CALL apoc.load.json("https://api.stackexchange.com/2.2/questions?pagesize=5&order=desc&sort=creation&tagged=neo4j&site=stackoverflow&filter=!5-i6Zw8Y)4W7vpy91PMYsKM-k9yzEsSC1_Uxlf", "$.items[*].owner") YIELD value
RETURN value

We can see in the screenshot that the data returned is a bit different from the earlier query, even though we are requesting the data identified by the owner key. The first query tries to find the values at any depth for the specified key, and the second one traverses the exact path:

Figure 10.14 – JSON PATH with specific path traversal

Figure 10.14 – JSON PATH with specific path traversal

There are scenarios when we want to load JSON from a URL and it requires authentication. In those cases, it might not be wise to have the credentials hardcoded in the query. We can use apoc.load.jsonParams to define the values in the apoc.conf file and have them referred in the Cypher.

Let’s look at the usage of this.

This configuration defines a value called mylink that can be retrieved with all the values in it as a map:

apoc.static.mylink.bearer=XXXX
apoc.static.mylink.url=https://test.mytest.com/data

This query will fetch the data from the URL specified in the configuration with an access token value, which also comes from the configuration and returns the data.
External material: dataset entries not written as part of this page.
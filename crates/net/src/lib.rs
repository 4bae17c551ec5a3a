//! IPv4/TCP protocol engine.
//!
//! Packets arrive from a [`PacketLink`], pass the IPv4 admission checks,
//! are reassembled when fragmented and then handed to ICMP, IGMP, TCP, UDP
//! or raw sockets. All state lives in a [`NetContext`] owned by one task;
//! applications talk to it through a cloneable [`NetHandle`].

mod checksum;
mod context;
mod demux;
mod error;
mod frag;
mod icmp;
mod iface;
mod igmp;
mod ipv4;
mod link;
mod pseudo;
mod raw;
mod socket;
mod stack;
mod stats;
pub mod tcp;
mod udp;
pub mod wire;

#[cfg(any(test, feature = "test-utils"))]
pub mod test_utils;

pub use checksum::{checksum, checksum_scattered, upper_layer_checksum};
pub use context::NetContext;
pub use error::{NetError, Result};
pub use frag::{Reassembler, fragment_datagram};
pub use iface::{AddrEntry, AddrState, Interface};
pub use ipv4::{admit, select_route};
pub use link::{ChannelLink, LinkPeer, PacketLink, TxAncillary, channel_link};
pub use pseudo::{Ipv4PseudoHeader, Ipv6PseudoHeader, PseudoHeader};
pub use socket::{Datagram, Socket, SocketId, SocketTable, SocketType};
pub use stack::{NetHandle, NetStack};
pub use stats::{IcmpStats, IpStats, NetStats, TcpStats, UdpStats};
pub use tcp::{
    CongestionControl, NoCongestionControl, Reno, SendFlags, Shutdown, SocketEvents, TcpState,
};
If there is a payload that the URL requires, that can also be passed using this method:

WITH apoc.static.getAll("mylink") AS linkData
CALL apoc.load.jsonParams(
    linkData.url,
    {Authorization:"Bearer "+ linkData.bearer},
    null // payload
)
YIELD value
RETURN value

It is possible to load the data from other data formats, as mentioned earlier. We will not be discussing all these topics in this book, but you can read more at https://neo4j.com/labs/apoc/4.4/import/web-apis/.

We will now take a look at how we can see the database schema details using APOC.

Viewing database schema

Procedures with the apoc.meta suffix provide the functionality to inspect the metadata about graph, such as viewing the current schema or database statistics or inspecting the types. We will take a look at some important procedures:

The first one we will explore is the procedure to display the schema graph.
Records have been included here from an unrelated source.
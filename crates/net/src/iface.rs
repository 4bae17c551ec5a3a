//! Per-interface IPv4 state.

use crate::error::{NetError, Result};
use crate::frag::Reassembler;
use crate::link::{PacketLink, TxAncillary};
use crate::stats::IpStats;

use buddy_core::{InterfaceConfig, Ipv4Config};

use std::io;
use std::net::Ipv4Addr;
use std::task::{Context, Poll};

/// Addresses an interface may carry.
pub const MAX_ADDRESSES: usize = 4;

/// All-systems group every IPv4 host belongs to.
pub const ALL_SYSTEMS: Ipv4Addr = Ipv4Addr::new(224, 0, 0, 1);

#[derive(Debug, Clone, Copy, PartialEq, Eq)]
pub enum AddrState {
    /// Duplicate detection still running; traffic to the address is dropped.
    Tentative,
    Valid,
}

#[derive(Debug, Clone, Copy, PartialEq, Eq)]
pub struct AddrEntry {
    pub addr: Ipv4Addr,
    pub netmask: Ipv4Addr,
    pub state: AddrState,
}

impl AddrEntry {
    pub fn contains(&self, addr: Ipv4Addr) -> bool {
        let mask = u32::from(self.netmask);
        u32::from(self.addr) & mask == u32::from(addr) & mask
    }

    fn directed_broadcast(&self) -> Option<Ipv4Addr> {
        let mask = u32::from(self.netmask);
        (mask != u32::MAX).then(|| Ipv4Addr::from(u32::from(self.addr) | !mask))
    }
}

#[derive(Debug, Clone, Copy)]
struct MulticastEntry {
    group: Ipv4Addr,
    refs: u32,
}

pub struct Interface {
    name: String,
    index: usize,
    mtu: usize,
    addresses: heapless::Vec<AddrEntry, MAX_ADDRESSES>,
    gateway: Option<Ipv4Addr>,
    multicast: Vec<MulticastEntry>,
    multicast_capacity: usize,
    identification: u16,
    pub(crate) default_ttl: u8,
    pub(crate) reassembler: Reassembler,
    link: Box<dyn PacketLink>,
    link_up: bool,
    pub(crate) stats: IpStats,
}

impl Interface {
    pub fn new(
        index: usize,
        config: &InterfaceConfig,
        ipv4: &Ipv4Config,
        link: Box<dyn PacketLink>,
    ) -> Result<Self> {
        let mut addresses = heapless::Vec::new();
        for entry in &config.addresses {
            addresses
                .push(AddrEntry {
                    addr: entry.addr,
                    netmask: entry.netmask(),
                    state: if entry.tentative {
                        AddrState::Tentative
                    } else {
                        AddrState::Valid
                    },
                })
                .map_err(|_| {
                    buddy_core::Error::InvalidConfig(format!(
                        "interface {} has more than {} addresses",
                        config.name, MAX_ADDRESSES
                    ))
                })?;
        }

        Ok(Self {
            name: config.name.clone(),
            index,
            mtu: config.mtu.min(link.mtu()),
            addresses,
            gateway: config.gateway,
            multicast: Vec::with_capacity(config.multicast_filter_size),
            multicast_capacity: config.multicast_filter_size,
            identification: rand::random(),
            default_ttl: ipv4.default_ttl,
            reassembler: Reassembler::new(
                ipv4.max_frag_datagrams,
                ipv4.max_frag_datagram_size,
                ipv4.frag_ttl(),
            ),
            link,
            link_up: true,
            stats: IpStats::default(),
        })
    }

    pub fn name(&self) -> &str {
        &self.name
    }

    pub fn index(&self) -> usize {
        self.index
    }

    pub fn mtu(&self) -> usize {
        self.mtu
    }

    pub fn gateway(&self) -> Option<Ipv4Addr> {
        self.gateway
    }

    pub fn addresses(&self) -> &[AddrEntry] {
        &self.addresses
    }

    pub fn stats(&self) -> &IpStats {
        &self.stats
    }

    pub fn is_link_up(&self) -> bool {
        self.link_up
    }

    /// Promote a tentative address once duplicate detection has passed, or
    /// demote it again.
    pub fn set_address_state(&mut self, addr: Ipv4Addr, state: AddrState) -> Result<()> {
        let entry = self
            .addresses
            .iter_mut()
            .find(|e| e.addr == addr)
            .ok_or(NetError::InvalidAddress)?;
        entry.state = state;
        Ok(())
    }

    /// Limited broadcast, or the directed broadcast of a configured subnet.
    pub fn is_broadcast(&self, addr: Ipv4Addr) -> bool {
        addr.is_broadcast()
            || self
                .addresses
                .iter()
                .any(|e| e.contains(addr) && e.directed_broadcast() == Some(addr))
    }

    /// A valid unicast address owned by this interface.
    pub fn has_address(&self, addr: Ipv4Addr) -> bool {
        self.addresses
            .iter()
            .any(|e| e.state == AddrState::Valid && e.addr == addr)
    }

    pub fn is_tentative(&self, addr: Ipv4Addr) -> bool {
        self.addresses
            .iter()
            .any(|e| e.state == AddrState::Tentative && e.addr == addr)
    }

    pub fn is_member(&self, group: Ipv4Addr) -> bool {
        group == ALL_SYSTEMS || self.multicast.iter().any(|e| e.group == group)
    }

    /// Broadcast and multicast addresses never appear as a source.
    pub fn check_source(&self, addr: Ipv4Addr) -> Result<()> {
        if self.is_broadcast(addr) || addr.is_multicast() {
            return Err(NetError::InvalidAddress);
        }
        Ok(())
    }

    /// Accept broadcast, joined groups and any assigned unicast address,
    /// tentative ones included. Tentative addresses are filtered separately.
    pub fn check_destination(&self, addr: Ipv4Addr) -> Result<()> {
        let accepted = if self.is_broadcast(addr) {
            true
        } else if addr.is_multicast() {
            self.is_member(addr)
        } else {
            self.addresses.iter().any(|e| e.addr == addr)
        };
        if accepted {
            Ok(())
        } else {
            Err(NetError::InvalidAddress)
        }
    }

    /// Add a reference to `group`. Returns true on the first join, when the
    /// group membership should be reported.
    pub fn join_multicast(&mut self, group: Ipv4Addr) -> Result<bool> {
        if !group.is_multicast() {
            return Err(NetError::InvalidAddress);
        }
        if let Some(entry) = self.multicast.iter_mut().find(|e| e.group == group) {
            entry.refs += 1;
            return Ok(false);
        }
        if self.multicast.len() >= self.multicast_capacity {
            return Err(NetError::OutOfResources);
        }
        self.multicast.push(MulticastEntry { group, refs: 1 });
        Ok(true)
    }

    /// Drop a reference to `group`. Returns true when the last reference
    /// went away.
    pub fn leave_multicast(&mut self, group: Ipv4Addr) -> Result<bool> {
        let pos = self
            .multicast
            .iter()
            .position(|e| e.group == group)
            .ok_or(NetError::InvalidAddress)?;
        self.multicast[pos].refs -= 1;
        if self.multicast[pos].refs == 0 {
            self.multicast.swap_remove(pos);
            return Ok(true);
        }
        Ok(false)
    }

    /// Pick a source address for `dst`: one on the destination's subnet,
    /// else the first valid address when a gateway can carry the packet.
    pub fn select_source(&self, dst: Ipv4Addr) -> Option<Ipv4Addr> {
        let mut valid = self
            .addresses
            .iter()
            .filter(|e| e.state == AddrState::Valid);

        if dst.is_broadcast() || dst.is_multicast() {
            return valid.next().map(|e| e.addr);
        }
        if let Some(entry) = valid.clone().find(|e| e.contains(dst)) {
            return Some(entry.addr);
        }
        self.gateway.and(valid.next().map(|e| e.addr))
    }

    pub(crate) fn next_identification(&mut self) -> u16 {
        let id = self.identification;
        self.identification = self.identification.wrapping_add(1);
        id
    }

    pub(crate) fn transmit(&mut self, packet: &[u8], ancillary: &TxAncillary) -> Result<()> {
        self.link.send(packet, ancillary).map_err(|e| {
            tracing::warn!("{}: failed to send packet: {}", self.name, e);
            NetError::Io(e)
        })
    }

    /// Non-blocking read of one inbound packet. A closed link is reported
    /// once and never polled again.
    pub(crate) fn poll_link(&mut self, cx: &mut Context<'_>, buf: &mut [u8]) -> Option<usize> {
        if !self.link_up {
            return None;
        }
        match self.link.poll_recv(cx, buf) {
            Poll::Ready(Ok(len)) => Some(len),
            Poll::Ready(Err(e)) if e.kind() == io::ErrorKind::WouldBlock => None,
            Poll::Ready(Err(e)) => {
                tracing::warn!("{}: link closed: {}", self.name, e);
                self.link_up = false;
                None
            }
            Poll::Pending => None,
        }
    }
}

#[cfg(test)]
mod tests {
    use super::*;
    use crate::link::channel_link;
    use buddy_core::InterfaceAddress;

    fn iface(addresses: Vec<InterfaceAddress>, gateway: Option<Ipv4Addr>) -> Interface {
        let (link, _peer) = channel_link(1500, 4);
        let mut config = InterfaceConfig::new("eth0");
        config.addresses = addresses;
        config.gateway = gateway;
        Interface::new(0, &config, &Ipv4Config::default(), Box::new(link)).unwrap()
    }

    fn addr(a: u8, b: u8, c: u8, d: u8) -> Ipv4Addr {
        Ipv4Addr::new(a, b, c, d)
    }

    #[test]
    fn broadcast_forms() {
        let iface = iface(vec![InterfaceAddress::new(addr(192, 0, 2, 1), 24)], None);
        assert!(iface.is_broadcast(Ipv4Addr::BROADCAST));
        assert!(iface.is_broadcast(addr(192, 0, 2, 255)));
        assert!(!iface.is_broadcast(addr(192, 0, 2, 254)));
        assert!(!iface.is_broadcast(addr(198, 51, 100, 255)));
    }

    #[test]
    fn host_route_has_no_directed_broadcast() {
        let iface = iface(vec![InterfaceAddress::new(addr(10, 0, 0, 1), 32)], None);
        assert!(!iface.is_broadcast(addr(10, 0, 0, 1)));
    }

    #[test]
    fn source_filtering() {
        let iface = iface(vec![InterfaceAddress::new(addr(192, 0, 2, 1), 24)], None);
        assert!(iface.check_source(addr(192, 0, 2, 50)).is_ok());
        assert!(matches!(
            iface.check_source(addr(192, 0, 2, 255)),
            Err(NetError::InvalidAddress)
        ));
        assert!(iface.check_source(addr(224, 0, 0, 9)).is_err());
    }

    #[test]
    fn destination_filtering() {
        let mut tentative = InterfaceAddress::new(addr(192, 0, 2, 7), 24);
        tentative.tentative = true;
        let mut iface = iface(
            vec![InterfaceAddress::new(addr(192, 0, 2, 1), 24), tentative],
            None,
        );
        assert!(iface.check_destination(addr(192, 0, 2, 1)).is_ok());
        assert!(iface.check_destination(addr(192, 0, 2, 255)).is_ok());
        assert!(iface.check_destination(ALL_SYSTEMS).is_ok());
        assert!(iface.check_destination(addr(192, 0, 2, 2)).is_err());
        assert!(iface.check_destination(addr(239, 1, 2, 3)).is_err());
        assert!(iface.check_destination(addr(192, 0, 2, 7)).is_ok());
        assert!(iface.is_tentative(addr(192, 0, 2, 7)));

        iface
            .set_address_state(addr(192, 0, 2, 7), AddrState::Valid)
            .unwrap();
        assert!(!iface.is_tentative(addr(192, 0, 2, 7)));
    }

    #[test]
    fn multicast_refcounting() {
        let mut iface = iface(vec![], None);
        let group = addr(239, 1, 2, 3);
        assert!(iface.join_multicast(group).unwrap());
        assert!(!iface.join_multicast(group).unwrap());
        assert!(iface.check_destination(group).is_ok());
        assert!(!iface.leave_multicast(group).unwrap());
        assert!(iface.check_destination(group).is_ok());
        assert!(iface.leave_multicast(group).unwrap());
        assert!(iface.check_destination(group).is_err());
        assert!(matches!(
            iface.leave_multicast(group),
            Err(NetError::InvalidAddress)
        ));
        assert!(iface.join_multicast(addr(10, 0, 0, 1)).is_err());
    }

    #[test]
    fn multicast_filter_is_bounded() {
        let mut iface = iface(vec![], None);
        for i in 0..4 {
            iface.join_multicast(addr(239, 0, 0, i)).unwrap();
        }
        assert!(matches!(
            iface.join_multicast(addr(239, 0, 0, 9)),
            Err(NetError::OutOfResources)
        ));
    }

    #[test]
    fn source_selection() {
        let iface_no_gw = iface(
            vec![
                InterfaceAddress::new(addr(192, 0, 2, 1), 24),
                InterfaceAddress::new(addr(198, 51, 100, 1), 24),
            ],
            None,
        );
        assert_eq!(
            iface_no_gw.select_source(addr(198, 51, 100, 9)),
            Some(addr(198, 51, 100, 1))
        );
        assert_eq!(iface_no_gw.select_source(addr(203, 0, 113, 1)), None);

        let with_gw = iface(
            vec![InterfaceAddress::new(addr(192, 0, 2, 1), 24)],
            Some(addr(192, 0, 2, 254)),
        );
        assert_eq!(
            with_gw.select_source(addr(203, 0, 113, 1)),
            Some(addr(192, 0, 2, 1))
        );
    }

    #[test]
    fn too_many_addresses_is_config_error() {
        let (link, _peer) = channel_link(1500, 4);
        let mut config = InterfaceConfig::new("eth0");
        config.addresses = (1..=5)
            .map(|i| InterfaceAddress::new(addr(10, 0, i, 1), 24))
            .collect();
        let err = Interface::new(0, &config, &Ipv4Config::default(), Box::new(link))
            .err()
            .unwrap();
        assert!(matches!(err, NetError::Config(_)));
    }

    #[test]
    fn identification_increments() {
        let mut iface = iface(vec![], None);
        let first = iface.next_identification();
        assert_eq!(iface.next_identification(), first.wrapping_add(1));
    }
}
This displays the metadata graph that represents the schema of how nodes are related to each other:

CALL apoc.meta.graph()

In the following screenshot, we can see that the metadata graph seems very busy. This is because this representation does not understand nodes with multiple labels correctly and they are represented independently:

Figure 10.15 – Full APOC metadata graph

Figure 10.15 – Full APOC metadata graph

The nodes with the labels home, hospice, and so on are the secondary labels on the Encounter nodes.

We can have a cleaner representation using apoc.meta.subGraph. When we call this method, we can use, include, or exclude the node labels so that we can get the metadata graph the way we want with desired nodes and relationships.

The signature of this method is as follows:

apoc.meta.subGraph(config :: MAP?) :: (nodes :: LIST? OF NODE?, relationships :: LIST? OF RELATIONSHIP?)

The configuration options for this method are as follows:

  • includeLabels: A list of the node labels to include in the graph. The default is to include all labels.
  • includeRels: A list of the relationship types to include in the graph. The default is to include all relationship types.
  • excludeLabels: A list of labels to exclude from the graph. The default is to not exclude any labels.
  • Sample: The number of nodes to sample per label. The default is to scan 1000 nodes.
  • maxRels: The number of relationships to be analyzed by the type of relationship and the start and end label. The default is 100 per type.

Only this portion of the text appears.